- Problem to solve: Every line with "transaction" in it must be copied from the data.
*** Opening Input ***
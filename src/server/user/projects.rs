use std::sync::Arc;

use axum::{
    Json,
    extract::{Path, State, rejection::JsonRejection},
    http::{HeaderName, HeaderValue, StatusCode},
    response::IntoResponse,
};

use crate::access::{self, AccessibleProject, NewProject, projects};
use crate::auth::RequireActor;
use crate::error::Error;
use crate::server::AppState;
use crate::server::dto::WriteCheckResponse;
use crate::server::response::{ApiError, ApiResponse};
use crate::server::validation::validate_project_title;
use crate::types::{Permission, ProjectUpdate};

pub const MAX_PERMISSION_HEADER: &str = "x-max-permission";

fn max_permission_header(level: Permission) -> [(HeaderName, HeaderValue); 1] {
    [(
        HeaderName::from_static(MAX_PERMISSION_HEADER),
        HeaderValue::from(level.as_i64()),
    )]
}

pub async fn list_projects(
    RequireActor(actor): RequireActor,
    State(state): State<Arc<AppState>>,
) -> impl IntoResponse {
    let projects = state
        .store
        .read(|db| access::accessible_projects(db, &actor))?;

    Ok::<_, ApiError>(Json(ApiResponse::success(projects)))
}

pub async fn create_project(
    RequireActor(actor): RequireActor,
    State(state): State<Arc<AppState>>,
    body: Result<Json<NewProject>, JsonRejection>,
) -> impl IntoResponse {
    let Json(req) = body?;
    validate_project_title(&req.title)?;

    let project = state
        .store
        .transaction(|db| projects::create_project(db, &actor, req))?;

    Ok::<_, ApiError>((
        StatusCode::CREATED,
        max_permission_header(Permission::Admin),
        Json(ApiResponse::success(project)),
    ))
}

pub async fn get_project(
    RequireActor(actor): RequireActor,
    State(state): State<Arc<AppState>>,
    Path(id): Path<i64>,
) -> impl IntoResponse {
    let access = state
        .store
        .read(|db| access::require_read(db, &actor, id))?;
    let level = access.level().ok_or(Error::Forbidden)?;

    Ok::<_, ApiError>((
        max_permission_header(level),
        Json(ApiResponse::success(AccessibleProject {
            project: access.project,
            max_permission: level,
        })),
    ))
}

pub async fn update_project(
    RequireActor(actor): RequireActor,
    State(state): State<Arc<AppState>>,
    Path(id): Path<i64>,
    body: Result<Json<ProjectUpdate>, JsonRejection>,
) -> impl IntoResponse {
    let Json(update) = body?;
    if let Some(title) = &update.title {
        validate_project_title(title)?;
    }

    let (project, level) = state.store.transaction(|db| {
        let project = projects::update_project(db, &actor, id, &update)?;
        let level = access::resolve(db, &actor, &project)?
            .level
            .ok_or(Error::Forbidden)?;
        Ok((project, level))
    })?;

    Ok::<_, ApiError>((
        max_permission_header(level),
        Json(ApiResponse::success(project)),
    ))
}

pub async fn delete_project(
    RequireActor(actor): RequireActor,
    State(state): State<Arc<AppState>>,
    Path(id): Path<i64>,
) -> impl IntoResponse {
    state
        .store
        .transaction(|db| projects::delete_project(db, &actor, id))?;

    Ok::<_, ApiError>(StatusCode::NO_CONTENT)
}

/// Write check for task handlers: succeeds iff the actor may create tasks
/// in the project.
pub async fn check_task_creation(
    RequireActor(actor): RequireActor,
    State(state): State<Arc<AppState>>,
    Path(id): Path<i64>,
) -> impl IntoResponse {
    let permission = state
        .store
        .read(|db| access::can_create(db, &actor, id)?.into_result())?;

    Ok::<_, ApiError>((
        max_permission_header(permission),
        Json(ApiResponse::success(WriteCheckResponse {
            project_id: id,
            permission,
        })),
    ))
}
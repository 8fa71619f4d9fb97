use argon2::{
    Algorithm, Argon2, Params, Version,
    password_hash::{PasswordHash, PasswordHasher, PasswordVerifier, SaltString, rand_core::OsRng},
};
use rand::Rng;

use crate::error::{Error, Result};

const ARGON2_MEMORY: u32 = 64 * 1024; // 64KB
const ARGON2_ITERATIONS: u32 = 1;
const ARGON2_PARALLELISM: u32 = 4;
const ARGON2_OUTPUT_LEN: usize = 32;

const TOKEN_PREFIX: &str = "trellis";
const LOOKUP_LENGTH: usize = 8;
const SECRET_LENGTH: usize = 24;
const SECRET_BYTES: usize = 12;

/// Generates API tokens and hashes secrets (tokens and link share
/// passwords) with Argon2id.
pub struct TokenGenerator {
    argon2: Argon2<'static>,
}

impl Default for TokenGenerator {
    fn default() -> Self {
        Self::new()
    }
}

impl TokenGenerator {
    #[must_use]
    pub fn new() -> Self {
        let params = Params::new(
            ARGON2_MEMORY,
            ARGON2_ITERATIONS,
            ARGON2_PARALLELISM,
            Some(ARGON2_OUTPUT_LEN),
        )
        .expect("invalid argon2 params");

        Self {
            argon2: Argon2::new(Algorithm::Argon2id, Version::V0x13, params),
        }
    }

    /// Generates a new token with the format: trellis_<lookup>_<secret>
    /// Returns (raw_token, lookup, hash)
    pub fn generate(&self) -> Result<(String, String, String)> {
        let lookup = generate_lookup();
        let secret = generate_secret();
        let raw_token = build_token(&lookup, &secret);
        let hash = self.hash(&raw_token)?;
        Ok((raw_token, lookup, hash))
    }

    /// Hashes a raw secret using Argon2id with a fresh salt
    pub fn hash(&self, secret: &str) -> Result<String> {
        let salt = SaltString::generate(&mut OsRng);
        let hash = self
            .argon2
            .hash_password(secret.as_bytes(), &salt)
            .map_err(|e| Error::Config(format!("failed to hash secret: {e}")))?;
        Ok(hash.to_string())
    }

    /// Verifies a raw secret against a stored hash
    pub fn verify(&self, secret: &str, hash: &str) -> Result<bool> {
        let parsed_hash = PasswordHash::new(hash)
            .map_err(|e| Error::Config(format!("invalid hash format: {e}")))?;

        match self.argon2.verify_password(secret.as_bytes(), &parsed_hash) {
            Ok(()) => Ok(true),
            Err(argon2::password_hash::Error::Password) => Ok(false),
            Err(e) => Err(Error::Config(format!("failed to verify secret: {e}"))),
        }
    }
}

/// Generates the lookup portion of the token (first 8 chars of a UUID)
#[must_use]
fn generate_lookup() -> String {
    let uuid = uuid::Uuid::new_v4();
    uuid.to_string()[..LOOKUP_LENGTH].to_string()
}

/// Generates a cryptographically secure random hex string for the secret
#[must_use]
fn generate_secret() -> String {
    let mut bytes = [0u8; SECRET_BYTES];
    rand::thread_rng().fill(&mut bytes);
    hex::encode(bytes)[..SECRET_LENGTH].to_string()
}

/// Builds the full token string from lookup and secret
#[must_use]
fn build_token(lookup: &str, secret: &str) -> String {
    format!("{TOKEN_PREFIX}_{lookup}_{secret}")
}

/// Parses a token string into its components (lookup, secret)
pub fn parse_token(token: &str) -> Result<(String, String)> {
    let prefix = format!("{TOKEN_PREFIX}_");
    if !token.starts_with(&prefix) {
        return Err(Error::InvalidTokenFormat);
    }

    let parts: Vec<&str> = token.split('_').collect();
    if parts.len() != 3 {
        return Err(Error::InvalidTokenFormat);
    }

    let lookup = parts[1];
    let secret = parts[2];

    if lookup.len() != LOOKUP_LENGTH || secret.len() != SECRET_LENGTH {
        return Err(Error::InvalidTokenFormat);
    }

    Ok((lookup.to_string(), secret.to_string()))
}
*** Closing Input ***
- Output for this exercise:
        .transaction(|db| projects::create_project(db, &actor, req))?;
    let (project, level) = state.store.transaction(|db| {
        .transaction(|db| projects::delete_project(db, &actor, id))?;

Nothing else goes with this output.